Decided on September 22, 2006

Civil Court of the City of New York, Richmond County


Andrew Carothers, Assignee of Mujahid Alam, Plaintiff, Liberty Mutual Insurance Company, Defendant.

8104/06

Attorney for Plaintiff, Andrew Carothers, M.D., P.C. (In Both cases):

Gregory Cherchione, Esq.

2444 Broadway, Suite 362

New York, NY 10024

Tel.: (212) 285-3800

Attorneys for Liberty Mutual Insurance Company (In Both Actions):

Burke, Lipton Puleo, McCarthy & Gordon

10 Bank Street, Suite 1040

White Plains, NY 10606

Tel.: (914) 997-8100

Peter P. Sweeney, J.

In this action to recover assigned first-party no-fault benefits, defendant moves for an order changing the venue of this action to Bronx County.

The venue provision of the Civil Court Act that governs transitory actions is Civil Court Act § 301. Civil Court Act § 301[a], as it pertains to the issue at hand, provides that “an action. . . shall be brought in . . .the county in which one of the parties resides at the commencement thereof.” Defendant contends that plaintiff improperly set venue in Richmond because neither plaintiff nor the defendant are residents of Richmond County.

In support of its contention that plaintiff is not a resident of Richmond County, defendant annexed various medical records indicating that plaintiff’s assignor resides in Bronx County. “If the plaintiff is an assignee of the cause of action, the original owner of the cause of action shall be deemed the plaintiff for the purpose of determining proper venue” (Civil Court Act § 305[a] ).
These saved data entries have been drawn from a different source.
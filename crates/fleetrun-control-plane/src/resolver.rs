//! Dataset reference resolution.

use std::collections::BTreeSet;

use async_trait::async_trait;

use fleetrun_core::CoreError;

/// Looks up the opaque `data_ref` of a job spec in an artifact catalog.
#[async_trait]
pub trait DatasetResolver: Send + Sync {
    /// Fails with [`CoreError::InvalidSpec`] when the reference is unknown.
    async fn resolve(&self, data_ref: &str) -> Result<(), CoreError>;
}

/// Accepts any non-empty reference.
#[derive(Debug, Default, Clone, Copy)]
pub struct PermissiveResolver;

#[async_trait]
impl DatasetResolver for PermissiveResolver {
    async fn resolve(&self, data_ref: &str) -> Result<(), CoreError> {
        if data_ref.trim().is_empty() {
            return Err(CoreError::InvalidSpec("data_ref is empty".into()));
        }
        Ok(())
    }
}

/// Fixed set of known dataset references.
#[derive(Debug, Default, Clone)]
pub struct StaticCatalog {
    datasets: BTreeSet<String>,
}

impl StaticCatalog {
    pub fn new<I, S>(datasets: I) -> Self
    where
        I: IntoIterator<Item = S>,
        S: Into<String>,
    {
        Self {
            datasets: datasets.into_iter().map(Into::into).collect(),
        }
    }
}

#[async_trait]
impl DatasetResolver for StaticCatalog {
    async fn resolve(&self, data_ref: &str) -> Result<(), CoreError> {
        if self.datasets.contains(data_ref) {
            Ok(())
        } else {
            Err(CoreError::InvalidSpec(format!("unknown dataset: {data_ref}")))
        }
    }
}

#[cfg(test)]
mod tests {
    use super::*;

    #[tokio::test]
    async fn test_permissive_resolver() {
        assert!(PermissiveResolver.resolve("s3://bucket/iris").await.is_ok());
        assert!(PermissiveResolver.resolve("  ").await.is_err());
    }

    #[tokio::test]
    async fn test_static_catalog() {
        let catalog = StaticCatalog::new(["iris", "mnist"]);
        assert!(catalog.resolve("iris").await.is_ok());

        let err = catalog.resolve("cifar").await.unwrap_err();
        assert_eq!(err.kind(), "InvalidSpec");
    }
}
//! HTTP client for the control plane RPC surface.

use std::time::Duration;

use reqwest::{Method, Response};
use serde::de::DeserializeOwned;
use serde::Serialize;
use tracing::debug;

use fleetrun_core::{JobId, JobSpec, TaskId, TaskResult, WorkerCapability, WorkerId, WorkerStatus};
use fleetrun_proto::{
    routes, Assignment, CancelJobResponse, ErrorResponse, HeartbeatRequest, HeartbeatResponse,
    JobStatusResponse, ListJobsResponse, ListWorkersResponse, RegisterWorkerRequest,
    RegisterWorkerResponse, ReportTaskResultRequest, ReportTaskResultResponse,
    RequestTaskRequest, RequestTaskResponse, SubmitJobRequest, SubmitJobResponse,
};

use crate::error::ClientError;

const DEFAULT_TIMEOUT: Duration = Duration::from_secs(30);

/// HTTP client for the control plane.
#[derive(Debug, Clone)]
pub struct HttpClient {
    inner: reqwest::Client,
    base_url: String,
}

impl HttpClient {
    /// Create a new HTTP client.
    pub fn new(base_url: &str) -> Self {
        let inner = reqwest::Client::builder()
            .timeout(DEFAULT_TIMEOUT)
            .build()
            .unwrap_or_default();
        Self::with_client(base_url, inner)
    }

    /// Create a client around a preconfigured `reqwest::Client`.
    pub fn with_client(base_url: &str, inner: reqwest::Client) -> Self {
        Self {
            inner,
            base_url: base_url.trim_end_matches('/').to_string(),
        }
    }

    pub fn base_url(&self) -> &str {
        &self.base_url
    }

    /// Check if the control plane is healthy.
    pub async fn health(&self) -> Result<bool, ClientError> {
        let url = format!("{}{}", self.base_url, routes::HEALTH);
        debug!(url = %url, "Checking health");

        let response = self.inner.get(&url).send().await?;
        Ok(response.status().is_success())
    }

    // ========================================================================
    // Jobs
    // ========================================================================

    pub async fn submit_job(
        &self,
        spec: JobSpec,
        submitted_by: &str,
    ) -> Result<SubmitJobResponse, ClientError> {
        let body = SubmitJobRequest {
            spec,
            submitted_by: submitted_by.to_string(),
        };
        self.send(Method::POST, routes::JOBS, Some(&body)).await
    }

    pub async fn get_job(&self, job_id: &JobId) -> Result<JobStatusResponse, ClientError> {
        self.send::<(), _>(Method::GET, &routes::job(job_id), None)
            .await
    }

    pub async fn list_jobs(&self) -> Result<ListJobsResponse, ClientError> {
        self.send::<(), _>(Method::GET, routes::JOBS, None).await
    }

    pub async fn cancel_job(&self, job_id: &JobId) -> Result<CancelJobResponse, ClientError> {
        self.send::<(), _>(Method::POST, &routes::cancel_job(job_id), None)
            .await
    }

    // ========================================================================
    // Workers
    // ========================================================================

    pub async fn register_worker(
        &self,
        capability: WorkerCapability,
    ) -> Result<RegisterWorkerResponse, ClientError> {
        let body = RegisterWorkerRequest { capability };
        self.send(Method::POST, routes::WORKERS, Some(&body)).await
    }

    pub async fn list_workers(&self) -> Result<ListWorkersResponse, ClientError> {
        self.send::<(), _>(Method::GET, routes::WORKERS, None).await
    }

    pub async fn heartbeat(
        &self,
        worker_id: &WorkerId,
        status: WorkerStatus,
        current_tasks: Vec<TaskId>,
        capability: Option<WorkerCapability>,
    ) -> Result<HeartbeatResponse, ClientError> {
        let body = HeartbeatRequest {
            capability,
            ..HeartbeatRequest::new(status, current_tasks)
        };
        self.send(Method::POST, &routes::heartbeat(worker_id), Some(&body))
            .await
    }

    pub async fn request_task(
        &self,
        worker_id: &WorkerId,
        capability: Option<WorkerCapability>,
    ) -> Result<Option<Assignment>, ClientError> {
        let body = RequestTaskRequest { capability };
        let response: RequestTaskResponse = self
            .send(Method::POST, &routes::request_task(worker_id), Some(&body))
            .await?;
        Ok(response.task)
    }

    pub async fn report_success(
        &self,
        task_id: &TaskId,
        worker_id: &WorkerId,
        result: TaskResult,
    ) -> Result<ReportTaskResultResponse, ClientError> {
        let body = ReportTaskResultRequest::success(worker_id.clone(), result);
        self.report(task_id, &body).await
    }

    pub async fn report_failure(
        &self,
        task_id: &TaskId,
        worker_id: &WorkerId,
        error: &str,
    ) -> Result<ReportTaskResultResponse, ClientError> {
        let body = ReportTaskResultRequest::failure(worker_id.clone(), error);
        self.report(task_id, &body).await
    }

    pub async fn report(
        &self,
        task_id: &TaskId,
        body: &ReportTaskResultRequest,
    ) -> Result<ReportTaskResultResponse, ClientError> {
        self.send(Method::POST, &routes::task_result(task_id), Some(body))
            .await
    }

    // ========================================================================
    // Plumbing
    // ========================================================================

    async fn send<B, T>(&self, method: Method, path: &str, body: Option<&B>) -> Result<T, ClientError>
    where
        B: Serialize + ?Sized,
        T: DeserializeOwned,
    {
        let url = format!("{}{}", self.base_url, path);
        debug!(method = %method, url = %url, "Control plane request");

        let mut request = self.inner.request(method, &url);
        if let Some(body) = body {
            request = request.json(body);
        }
        let response = request.send().await?;
        decode(response).await
    }
}

/// Turn a response into `T`, or into [`ClientError::Api`] for error statuses.
async fn decode<T: DeserializeOwned>(response: Response) -> Result<T, ClientError> {
    let status = response.status();
    let bytes = response.bytes().await?;

    if !status.is_success() {
        return Err(match serde_json::from_slice::<ErrorResponse>(&bytes) {
            Ok(error) => ClientError::Api {
                status,
                kind: error.kind,
                message: error.error,
            },
            Err(_) => ClientError::Api {
                status,
                kind: "Unknown".to_string(),
                message: String::from_utf8_lossy(&bytes).into_owned(),
            },
        });
    }

    serde_json::from_slice(&bytes).map_err(|e| ClientError::Serialization(e.to_string()))
}

#[cfg(test)]
mod tests {
    use super::*;

    #[test]
    fn test_base_url_trailing_slash() {
        let client = HttpClient::new("http://localhost:8080/");
        assert_eq!(client.base_url(), "http://localhost:8080");
    }

    #[tokio::test]
    async fn test_unreachable_server_is_transport_error() {
        let client = HttpClient::new("http://127.0.0.1:9");
        let err = client.list_jobs().await.unwrap_err();
        assert!(err.is_transport());
    }
}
In support of its contention that defendant is not a Richmond County resident, defendant submitted the affidavit of one of its claims managers who stated that “Liberty does not have any claims, sales or offices of any kind in Richmond County, NY All no-fault bills are submitted to the New York State No-Fault office in Suffolk County.” The nearest claims office is in Nassau County. The nearest sales office to Richmond County is located in Kings County at 4201 Avenue M in Brooklyn. The nearest legal office is in New York County.”

Under the Civil Court Act, “[a] corporation . . . shall be deemed a resident of any county wherein it transacts business, keeps an office, has an agency or is established by law ” (Civil Court Act § 305[b]). The issue presented, as the court sees it, is whether defendant’s submissions demonstrated that defendant does not “transact business” within Richmond County within the meaning of (Civil Court Act § 305[b]). The Court holds that they do did not.

Defendant’s submissions did not foreclose the very distinct possibility that defendant issues insurance policies covering Richmond County residents. Likewise, defendant’s [*2]submissions did not foreclose the distinct possibility that defendant engaged in purposeful activity in Richmond County by regularly corresponding, by mail and/or telephone, with its policy holders in Richmond County by delivering insurance policies, sending invoices and seeking and collecting premiums from them. These acts, in the court’s view, would be sufficient to establish that defendant transacts business in Richmond County (see Mingmen Acupuncture Services, P.C. v. American Transit Ins. Co., 183 Misc 2d 270, 280 [Civ. Ct, Bronx County, 1999, Victor, J.]; Neurologic Services, P.C. v. American Transit Ins. Co., 183 Misc 2d 496, 498 [Civil Ct., Bronx County 1999, Ruiz, J.]; see also Rung v. United States Fidelity and Guaranty Co., 139 AD2d 914, 915 [4th Dep ‘t 1988] ). The court respectfully disagrees with the opposite result reached in Quality Medical Healthcare, P.C. v. American Transit Ins. Co., 182 Misc 2d 991 [Sup. Ct., Bronx County, 1999, Brigantti-Hughes, J.].

Accordingly, it is hereby

ORDERED that defendant’s motion is in all respects DENIED.

This constitutes the decision and order of the court.